In dem Maße wie ich abbaute, legte David bemerkenswert zu und war ab dem
3.Tag der klar Stärkere, v.a. am Berg, wo ich mit seinem spritzigen Tempo
und seinen auffällig hohen Trittfrequenzen in keinster Weise mitgehen
konnte. Lediglich im Flachen und in den Abfahrten hatte ich starke Phasen,
sofern die meist schlechte Startphase überwunden war.
So richtig abwärts ging es nach meinem Magenproblem auf der 5.Etappe, als
ich mich übergeben und nichts essen konnte und mich völlig ausbrannte -
moralisch sowieso, nachdem zu meiner Leistung auch noch zwei Defekte bei mir
in entscheidenden Momenten dazukamen. Dabei hatte unsere Motivation schon am
Vortag schwer gelitten, als wir durch Verfahren 15min verloren hatten.

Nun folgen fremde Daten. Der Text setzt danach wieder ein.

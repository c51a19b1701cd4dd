//! preptrack-core - Core library for Preptrack
//!
//! This crate contains the shared models, local store, entity repository,
//! merge engine and sync orchestrator used by the Preptrack interfaces.

pub mod catalog;
pub mod config;
pub mod db;
pub mod error;
pub mod export;
pub mod merge;
pub mod models;
pub mod remote;
pub mod repository;
pub mod services;
pub mod state;
pub mod stats;
pub mod sync;
pub mod util;

pub use error::{Error, Result};
pub use models::{Application, PracticeLog, RecordId, Settings, Snapshot, Topic};
pub use services::TrackerService;
pub use state::SyncStatus;
pub use sync::{SyncError, SyncOrchestrator};
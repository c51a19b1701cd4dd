use std::collections::BTreeSet;

use preptrack_core::models::{PracticeLog, PracticeLogPatch, RecordId, Topic};
use preptrack_core::services::TrackerService;
use preptrack_core::util;

use crate::cli::LogCommands;
use crate::commands::common::{
    format_log_lines, parse_resources, resolve_record, resolve_topic, short_id,
};
use crate::error::CliError;

pub async fn run_log(command: LogCommands, service: &TrackerService) -> Result<(), CliError> {
    match command {
        LogCommands::Add {
            minutes,
            date,
            resources,
            topics,
            notes,
        } => {
            let known_topics = service.list_topics().await?;
            let mut draft = PracticeLog::new(date.unwrap_or_else(util::today), minutes);
            draft.resources = parse_resources(&resources)?;
            draft.topics = resolve_topic_ids(&topics, &known_topics)?;
            draft.notes = notes.unwrap_or_default();

            let log = service.add_log(draft).await?;
            println!(
                "Logged {} minutes on {} ({})",
                log.minutes_spent,
                log.date,
                short_id(&log.id)
            );
        }
        LogCommands::List { limit, json } => {
            let logs = service
                .list_logs()
                .await?
                .into_iter()
                .take(limit)
                .collect::<Vec<_>>();
            if json {
                println!("{}", serde_json::to_string_pretty(&logs)?);
            } else if logs.is_empty() {
                println!("No practice logged yet.");
            } else {
                let topics = service.list_topics().await?;
                for line in format_log_lines(&logs, &topics) {
                    println!("{line}");
                }
            }
        }
        LogCommands::Edit {
            id,
            minutes,
            date,
            resources,
            topics,
            notes,
        } => {
            let log = resolve_record(&id, &service.list_logs().await?, "log")?;
            let known_topics = service.list_topics().await?;
            let patch = PracticeLogPatch {
                date,
                minutes_spent: minutes,
                resources: if resources.is_empty() {
                    None
                } else {
                    Some(parse_resources(&resources)?)
                },
                topics: if topics.is_empty() {
                    None
                } else {
                    Some(resolve_topic_ids(&topics, &known_topics)?)
                },
                notes,
            };
            if patch == PracticeLogPatch::default() {
                return Err(CliError::InvalidArgument(
                    "nothing to change; pass at least one field".to_string(),
                ));
            }

            let updated = service
                .update_log(&log.id, patch)
                .await?
                .ok_or_else(|| CliError::NotFound {
                    kind: "log",
                    query: id.clone(),
                })?;
            println!("Updated log {}", short_id(&updated.id));
        }
        LogCommands::Delete { id } => {
            let log = resolve_record(&id, &service.list_logs().await?, "log")?;
            service.delete_log(&log.id).await?;
            println!("Deleted log {}", short_id(&log.id));
        }
    }

    Ok(())
}

pub fn resolve_topic_ids(queries: &[String], topics: &[Topic]) -> Result<BTreeSet<RecordId>, CliError> {
    queries
        .iter()
        .map(|query| resolve_topic(query, topics).map(|topic| topic.id))
        .collect()
}
//! Data models for Preptrack

mod application;
mod practice_log;
mod record;
mod settings;
mod snapshot;
mod sync_conflict;
mod timestamp;
mod topic;

pub use application::{Application, ApplicationPatch, ApplicationStatus, STALE_AFTER_DAYS};
pub use practice_log::{PracticeLog, PracticeLogPatch};
pub use record::{Collection, Record, RecordId, SoftDelete};
pub use settings::{Settings, SettingsPatch};
pub use snapshot::Snapshot;
pub use sync_conflict::{ConflictResolution, ConflictSide, SyncConflict, UnknownConflictSide};
pub use topic::{Topic, TopicPatch};
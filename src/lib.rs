// Licensed under the Apache-2.0 license

// Keep panic-prone patterns out of production code; tests may use them freely
#![cfg_attr(not(test), deny(clippy::unwrap_used, clippy::indexing_slicing))]
#![cfg_attr(not(test), warn(clippy::expect_used))]
#![cfg_attr(not(test), no_std)]
pub mod common;
pub mod i2c;
pub mod sht20;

Der Gipfelpunkt war dann mein schwerer Sturz auf der vorletzten Etappe, der
eigentlich das DNF bedeutet hätte. Dabei hatte ich noch sehr viel Glück,
denn wie sich erst am Montag beim Röntgen herausstellte, erlitt ich noch
zusätzlich eine Fadenfraktur am Augenhöhlenrand.
Stellt man alleine meine drei Stürze, das Verfahren und die zwei Defekte in
Rechnung, so wird deutlich, daß eine Zielstellung "TopTen" durchaus
realistisch gewesen war.
So blieb der 9.Platz auf der 2.Etappe unsere beste Einzelplazierung, der
12.Platz im Schlußklassement des starken Elitefeldes entsprach zwar nicht
ganz unseren Erwartungen und unserem Leistungsvermögen, hatte aber durchaus
etwas für sich.
Immerhin haben wir ganz großen Kampf gezeigt, die Rundfahrt hat trotz des
wechselhaften Wetters Spaß gemacht und wird nun hoffentlich zum Saisonende
nochmals zu einem markanten Formanstieg führen.